---------- AVAILABLE DATA ----------

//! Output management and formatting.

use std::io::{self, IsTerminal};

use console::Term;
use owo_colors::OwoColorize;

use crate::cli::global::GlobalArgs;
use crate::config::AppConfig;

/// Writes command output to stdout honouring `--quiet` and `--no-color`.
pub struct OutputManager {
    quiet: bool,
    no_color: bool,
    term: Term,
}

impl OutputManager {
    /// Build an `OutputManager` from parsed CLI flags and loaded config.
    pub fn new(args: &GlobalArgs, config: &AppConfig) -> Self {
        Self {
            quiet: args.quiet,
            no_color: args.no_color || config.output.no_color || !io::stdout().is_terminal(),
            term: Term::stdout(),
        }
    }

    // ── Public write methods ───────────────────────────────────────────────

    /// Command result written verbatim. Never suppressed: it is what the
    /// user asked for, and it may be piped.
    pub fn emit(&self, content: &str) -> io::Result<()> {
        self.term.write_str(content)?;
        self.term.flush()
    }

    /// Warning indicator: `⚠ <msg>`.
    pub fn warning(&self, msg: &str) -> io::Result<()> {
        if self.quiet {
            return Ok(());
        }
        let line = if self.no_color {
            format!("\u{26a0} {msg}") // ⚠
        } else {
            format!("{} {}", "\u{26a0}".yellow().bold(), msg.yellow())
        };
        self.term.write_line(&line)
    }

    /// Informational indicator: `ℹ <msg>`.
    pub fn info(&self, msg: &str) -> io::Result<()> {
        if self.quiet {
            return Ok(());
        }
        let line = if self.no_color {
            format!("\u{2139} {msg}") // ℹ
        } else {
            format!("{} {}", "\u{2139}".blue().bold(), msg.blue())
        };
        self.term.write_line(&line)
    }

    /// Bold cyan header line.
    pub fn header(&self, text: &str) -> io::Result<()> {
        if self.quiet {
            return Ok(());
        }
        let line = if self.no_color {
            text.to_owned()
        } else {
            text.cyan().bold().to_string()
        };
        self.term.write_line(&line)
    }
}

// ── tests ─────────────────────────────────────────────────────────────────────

----------
---------- AVAILABLE DATA ----------

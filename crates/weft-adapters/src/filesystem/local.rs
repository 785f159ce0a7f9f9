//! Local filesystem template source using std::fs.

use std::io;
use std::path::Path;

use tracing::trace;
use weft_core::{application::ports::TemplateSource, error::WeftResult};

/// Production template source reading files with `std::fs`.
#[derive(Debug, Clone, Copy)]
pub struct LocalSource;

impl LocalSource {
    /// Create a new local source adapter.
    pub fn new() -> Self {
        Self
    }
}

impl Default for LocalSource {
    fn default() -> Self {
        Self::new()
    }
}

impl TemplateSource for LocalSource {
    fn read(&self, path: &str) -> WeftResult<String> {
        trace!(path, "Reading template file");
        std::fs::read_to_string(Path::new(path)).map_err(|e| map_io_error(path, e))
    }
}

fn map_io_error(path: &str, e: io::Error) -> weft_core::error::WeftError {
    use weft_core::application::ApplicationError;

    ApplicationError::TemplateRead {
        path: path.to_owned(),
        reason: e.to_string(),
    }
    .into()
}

----------
---------- AVAILABLE DATA ----------

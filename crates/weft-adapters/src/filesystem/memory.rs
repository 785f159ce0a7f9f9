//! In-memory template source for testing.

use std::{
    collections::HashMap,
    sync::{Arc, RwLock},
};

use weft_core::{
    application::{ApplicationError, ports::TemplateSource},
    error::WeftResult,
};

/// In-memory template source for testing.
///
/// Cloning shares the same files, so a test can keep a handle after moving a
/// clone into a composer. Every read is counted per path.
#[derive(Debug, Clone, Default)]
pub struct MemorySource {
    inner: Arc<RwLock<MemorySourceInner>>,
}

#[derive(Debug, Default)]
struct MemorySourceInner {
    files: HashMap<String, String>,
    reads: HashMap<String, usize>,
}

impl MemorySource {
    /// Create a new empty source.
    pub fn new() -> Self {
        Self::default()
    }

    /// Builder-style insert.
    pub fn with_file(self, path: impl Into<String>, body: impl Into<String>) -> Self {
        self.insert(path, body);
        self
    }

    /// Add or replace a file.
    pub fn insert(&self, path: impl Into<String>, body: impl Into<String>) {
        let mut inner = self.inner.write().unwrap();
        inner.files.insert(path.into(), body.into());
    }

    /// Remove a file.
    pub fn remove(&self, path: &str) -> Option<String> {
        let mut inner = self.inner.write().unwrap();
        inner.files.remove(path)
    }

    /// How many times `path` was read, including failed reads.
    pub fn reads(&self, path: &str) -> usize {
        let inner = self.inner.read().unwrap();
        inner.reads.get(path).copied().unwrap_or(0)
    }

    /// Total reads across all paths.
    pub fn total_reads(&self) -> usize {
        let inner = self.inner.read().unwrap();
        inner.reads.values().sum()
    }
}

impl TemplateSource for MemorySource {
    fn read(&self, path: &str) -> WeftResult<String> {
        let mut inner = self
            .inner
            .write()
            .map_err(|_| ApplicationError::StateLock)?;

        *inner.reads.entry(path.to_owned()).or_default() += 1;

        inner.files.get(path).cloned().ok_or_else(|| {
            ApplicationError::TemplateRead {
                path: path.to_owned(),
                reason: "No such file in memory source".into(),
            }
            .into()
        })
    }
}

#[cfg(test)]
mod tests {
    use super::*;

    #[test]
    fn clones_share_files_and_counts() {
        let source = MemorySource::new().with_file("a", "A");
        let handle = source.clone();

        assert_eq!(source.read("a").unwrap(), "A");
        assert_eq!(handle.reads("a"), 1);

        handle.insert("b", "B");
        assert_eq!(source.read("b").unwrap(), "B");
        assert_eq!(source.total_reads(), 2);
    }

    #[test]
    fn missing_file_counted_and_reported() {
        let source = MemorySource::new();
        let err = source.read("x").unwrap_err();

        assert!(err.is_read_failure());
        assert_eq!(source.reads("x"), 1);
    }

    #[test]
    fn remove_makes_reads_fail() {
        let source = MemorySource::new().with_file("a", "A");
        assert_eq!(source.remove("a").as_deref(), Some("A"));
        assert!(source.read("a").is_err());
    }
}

----------

Whenever "usize" occurs in a line of the entries, copy that line.

    reads: HashMap<String, usize>,
    pub fn reads(&self, path: &str) -> usize {
    pub fn total_reads(&self) -> usize {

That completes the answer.